Monday, February 12th, 2007

At least on Solaris. So far. Of course, in the UNIX world good API’s tend to get migrate into other implementations, so I hope Linux hackers will take note.

6497356 fork extensions (PSARC 2006/659)

The vfork call in UNIX has always been a serious issue when you’re using threads, and the posix_spawn API did a good job of addressing that.  You can read more about this issue in one of my previous blogs.

One of the remaining major problems in trying to use fork or posix_spawn in an MT process was how to deal with the SIGCHLD signal in a sane way.  One of our resident kernel hackers has addressed that issue with some new extensions to the fork() system calls.  You can read more about it in the bug report.  In addition to causing problems in threaded programs, it made it hard to use fork/exec inside a shared library in a way that was transparent to the main application.

Basically, if you don’t want a SIGCHLD, you can opt out of the signal and then use an explicit wait() call to reap the child process.  Simple.  Of course, there are multiple fork routines, as well as the posix_spawn interface, and they all need an additional flag.

Patch Check Advanced

Wednesday, November 22nd, 2006

I tried out the wizzy new Solaris patch GUI (updatemanager) a while back to see whether it was actually usable, and I had issues with it.  First of all it was really, really, slow when it had to analyze the currently installed patches.  Like it was so slow, you couldn’t tell whether it was hung or not.  So today I figured I’d try out a perl script that I ran across called pca.

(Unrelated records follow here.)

//! HTTP client module
//!
//! Thin single-attempt client for the motel and reservation APIs.
//!
//! # Features
//!
//! - **Error Classification**: transport failures vs. rejected exchanges
//! - **Bearer Auth**: token applied to every request
//! - **Pacing**: optional token bucket rate limiting using governor
//!
//! Retries are applied by callers through [`crate::retry`].

mod client;
mod rate_limit;

pub use client::{HttpClient, HttpClientConfig, HttpClientConfigBuilder, Probe};
pub use rate_limit::{RateLimiter, RateLimiterConfig};

#[cfg(test)]
mod tests;
//! Common types used throughout the crate
//!
//! Shared type aliases and small enums used across multiple modules.

use serde::{Deserialize, Serialize};

// ============================================================================
// Type Aliases
// ============================================================================

/// JSON value type (re-exported from serde_json)
pub type JsonValue = serde_json::Value;

/// JSON object type
pub type JsonObject = serde_json::Map<String, JsonValue>;

/// One item of a list endpoint.
///
/// Records are opaque pass-through payloads; only shared fields such as
/// status and identifiers are ever read generically.
pub type Record = JsonValue;

// ============================================================================
// Log Level
// ============================================================================

/// Log level accepted on the command line and in `LOG_LEVEL`
#[derive(
    Debug, Clone, Copy, PartialEq, Eq, Default, Serialize, Deserialize, clap::ValueEnum,
)]
#[serde(rename_all = "UPPERCASE")]
#[value(rename_all = "UPPERCASE")]
pub enum LogLevel {
    Trace,
    Debug,
    #[default]
    Info,
    Warn,
    Error,
}

impl From<LogLevel> for tracing::Level {
    fn from(level: LogLevel) -> Self {
        match level {
            LogLevel::Trace => tracing::Level::TRACE,
            LogLevel::Debug => tracing::Level::DEBUG,
            LogLevel::Info => tracing::Level::INFO,
            LogLevel::Warn => tracing::Level::WARN,
            LogLevel::Error => tracing::Level::ERROR,
        }
    }
}

// ============================================================================
// Log Format
// ============================================================================

/// Output format of emitted events
#[derive(Debug, Clone, Copy, PartialEq, Eq, Default, clap::ValueEnum)]
pub enum LogFormat {
    /// One JSON object per line
    #[default]
    Json,
    /// Human-readable output
    Pretty,
}
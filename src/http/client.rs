//! HTTP client for the motel and reservation APIs
//!
//! Every call is a single attempt. Failures are classified into the crate
//! error taxonomy so callers can decide about retries:
//! - connection / timeout failures before a response → transient
//! - completed exchange with a non-2xx status → `HttpStatus`, terminal

use super::rate_limit::{RateLimiter, RateLimiterConfig};
use crate::error::{Error, Result};
use reqwest::{Client, Method, Response};
use serde_json::{json, Value};
use std::collections::HashMap;
use std::time::Duration;
use tracing::debug;

/// Configuration for the HTTP client
#[derive(Debug, Clone)]
pub struct HttpClientConfig {
    /// Base URL for all requests
    pub base_url: String,
    /// Bearer token, sent on every request when set
    pub api_token: Option<String>,
    /// Connection establishment timeout
    pub connect_timeout: Duration,
    /// Timeout for the rest of the exchange
    pub read_timeout: Duration,
    /// Optional request pacing
    pub rate_limit: Option<RateLimiterConfig>,
    /// Default headers for all requests
    pub default_headers: HashMap<String, String>,
    /// User agent string
    pub user_agent: String,
}

impl Default for HttpClientConfig {
    fn default() -> Self {
        let mut default_headers = HashMap::new();
        default_headers.insert("Content-Type".to_string(), "application/json".to_string());

        Self {
            base_url: "http://localhost:8080".to_string(),
            api_token: None,
            connect_timeout: Duration::from_secs(3),
            read_timeout: Duration::from_secs(10),
            rate_limit: None,
            default_headers,
            user_agent: format!("motel-traffic/{}", env!("CARGO_PKG_VERSION")),
        }
    }
}

impl HttpClientConfig {
    /// Create a new config builder
    pub fn builder() -> HttpClientConfigBuilder {
        HttpClientConfigBuilder::default()
    }
}

/// Builder for HTTP client config
#[derive(Default)]
pub struct HttpClientConfigBuilder {
    config: HttpClientConfig,
}

impl HttpClientConfigBuilder {
    /// Set the base URL
    pub fn base_url(mut self, url: impl Into<String>) -> Self {
        self.config.base_url = url.into();
        self
    }

    /// Set the bearer token
    pub fn api_token(mut self, token: impl Into<String>) -> Self {
        self.config.api_token = Some(token.into());
        self
    }

    /// Set connect and read timeouts
    pub fn timeouts(mut self, connect: Duration, read: Duration) -> Self {
        self.config.connect_timeout = connect;
        self.config.read_timeout = read;
        self
    }

    /// Enable request pacing
    pub fn rate_limit(mut self, config: RateLimiterConfig) -> Self {
        self.config.rate_limit = Some(config);
        self
    }

    /// Add a default header
    pub fn header(mut self, key: impl Into<String>, value: impl Into<String>) -> Self {
        self.config.default_headers.insert(key.into(), value.into());
        self
    }

    /// Set user agent
    pub fn user_agent(mut self, agent: impl Into<String>) -> Self {
        self.config.user_agent = agent.into();
        self
    }

    /// Build the config
    pub fn build(self) -> HttpClientConfig {
        self.config
    }
}

/// Status and decoded body of a probe request
#[derive(Debug, Clone, PartialEq)]
pub struct Probe {
    pub status: u16,
    /// `None` when the body was not JSON
    pub body: Option<Value>,
}

/// HTTP client shared read-only by every component of a run
pub struct HttpClient {
    client: Client,
    config: HttpClientConfig,
    rate_limiter: Option<RateLimiter>,
}

impl HttpClient {
    /// Create a new HTTP client
    pub fn with_config(config: HttpClientConfig) -> Result<Self> {
        let client = Client::builder()
            .connect_timeout(config.connect_timeout)
            .timeout(config.read_timeout)
            .user_agent(&config.user_agent)
            .build()?;

        let rate_limiter = config.rate_limit.as_ref().map(RateLimiter::new);

        Ok(Self {
            client,
            config,
            rate_limiter,
        })
    }

    /// Client configuration
    pub fn config(&self) -> &HttpClientConfig {
        &self.config
    }

    /// GET a JSON body
    pub async fn get_json(&self, path: &str, query: &[(String, String)]) -> Result<Value> {
        let response = self.send(Method::GET, path, query, None).await?;
        self.read_json(response).await
    }

    /// POST a JSON body and return the decoded reply.
    ///
    /// A 2xx reply that is not JSON yields `{"status_code": <code>}`.
    pub async fn post_json(&self, path: &str, body: &Value) -> Result<Value> {
        let response = self.send(Method::POST, path, &[], Some(body)).await?;
        let status = response.status().as_u16();
        let text = response
            .text()
            .await
            .map_err(|e| unread_body(status, &e))?;
        Ok(serde_json::from_str(&text).unwrap_or_else(|_| json!({ "status_code": status })))
    }

    /// GET for health checks: non-2xx is an error, a non-JSON body is not
    pub async fn get_probe(&self, path: &str) -> Result<Probe> {
        let response = self.send(Method::GET, path, &[], None).await?;
        let status = response.status().as_u16();
        let text = response.text().await.map_err(|e| self.classify(e))?;
        Ok(Probe {
            status,
            body: serde_json::from_str(&text).ok(),
        })
    }

    /// Make a single request; non-2xx statuses become `HttpStatus`
    pub async fn send(
        &self,
        method: Method,
        path: &str,
        query: &[(String, String)],
        body: Option<&Value>,
    ) -> Result<Response> {
        if let Some(ref limiter) = self.rate_limiter {
            limiter.wait().await;
        }

        let full_url = self.url(path);
        let mut req = self.client.request(method.clone(), &full_url);

        for (key, value) in &self.config.default_headers {
            req = req.header(key.as_str(), value.as_str());
        }
        if let Some(ref token) = self.config.api_token {
            req = req.bearer_auth(token);
        }
        if !query.is_empty() {
            req = req.query(query);
        }
        if let Some(body) = body {
            req = req.json(body);
        }

        let response = req.send().await.map_err(|e| self.classify(e))?;
        let status = response.status();

        if !status.is_success() {
            let body = response.text().await.unwrap_or_default();
            debug!(%method, url = %full_url, status = status.as_u16(), "request rejected");
            return Err(Error::http_status(status.as_u16(), body));
        }

        debug!(%method, url = %full_url, status = status.as_u16(), "request succeeded");
        Ok(response)
    }

    /// Build full URL from path
    pub fn url(&self, path: &str) -> String {
        if path.starts_with("http://") || path.starts_with("https://") {
            return path.to_string();
        }
        let base = self.config.base_url.trim_end_matches('/');
        let path = path.trim_start_matches('/');
        format!("{base}/{path}")
    }

    async fn read_json(&self, response: Response) -> Result<Value> {
        let text = response.text().await.map_err(|e| self.classify(e))?;
        serde_json::from_str(&text)
            .map_err(|e| Error::decode(format!("Failed to parse JSON body: {e}")))
    }

    /// Map a reqwest failure into the crate taxonomy
    fn classify(&self, e: reqwest::Error) -> Error {
        if e.is_timeout() {
            Error::Timeout {
                timeout_ms: self.config.read_timeout.as_millis() as u64,
            }
        } else if e.is_connect() {
            Error::connection(e.to_string())
        } else {
            Error::Http(e)
        }
    }
}

/// The server already answered, so the write may have happened. Not retried.
fn unread_body(status: u16, e: &reqwest::Error) -> Error {
    Error::decode(format!("Failed to read {status} response body: {e}"))
}

impl std::fmt::Debug for HttpClient {
    fn fmt(&self, f: &mut std::fmt::Formatter<'_>) -> std::fmt::Result {
        f.debug_struct("HttpClient")
            .field("base_url", &self.config.base_url)
            .field("has_token", &self.config.api_token.is_some())
            .field("has_rate_limiter", &self.rate_limiter.is_some())
            .finish_non_exhaustive()
    }
}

It’s called Patch Check Advanced. Because it’s a relatively simple perl script, I think it will have a much better chance of running consistently on the Solaris 8, 9 and 10 boxes we have around here. I just installed Sun Studio 11 on my Sparc machine (running a fairly ancient Nevada build, 41).  Of course, I didn’t have the patience to download a half a gigabyte over the internet, so I scrounged up a copy on our network and used that.

You can run pca as a non-root user to examine the current state of the machine, and then su to root and have it automatically update your Sun Studio installation.  You can use it to list only the Sun Studio patches. It’s a little weird because the pca script lists patches by default, and it says that the “-l” option is the default. But I got a different list of patches between doing “pca” and doing “pca -l”.  It turns out the x86 patches will be filtered out by “pca”, but won’t be filtered out by “pca -l”. So I selected the Sparc patches by using the patch description.  It turns out that Sun Studio patches are now named consistently so SPARC patch start with “Sun Studio 11:” and x86 patches start with “Sun Studio 11_x86:” So to list all the latest Sun Studio patches on a Solaris machine, I used this command:

% pca -l '/Sun Studio 11:/'
Download xref-file to /var/tmp/patchdiag.xref: done
Using /var/tmp/patchdiag.xref from Nov/21/06
Host: steppe (SunOS 5.11/snv_41/sparc/sun4u)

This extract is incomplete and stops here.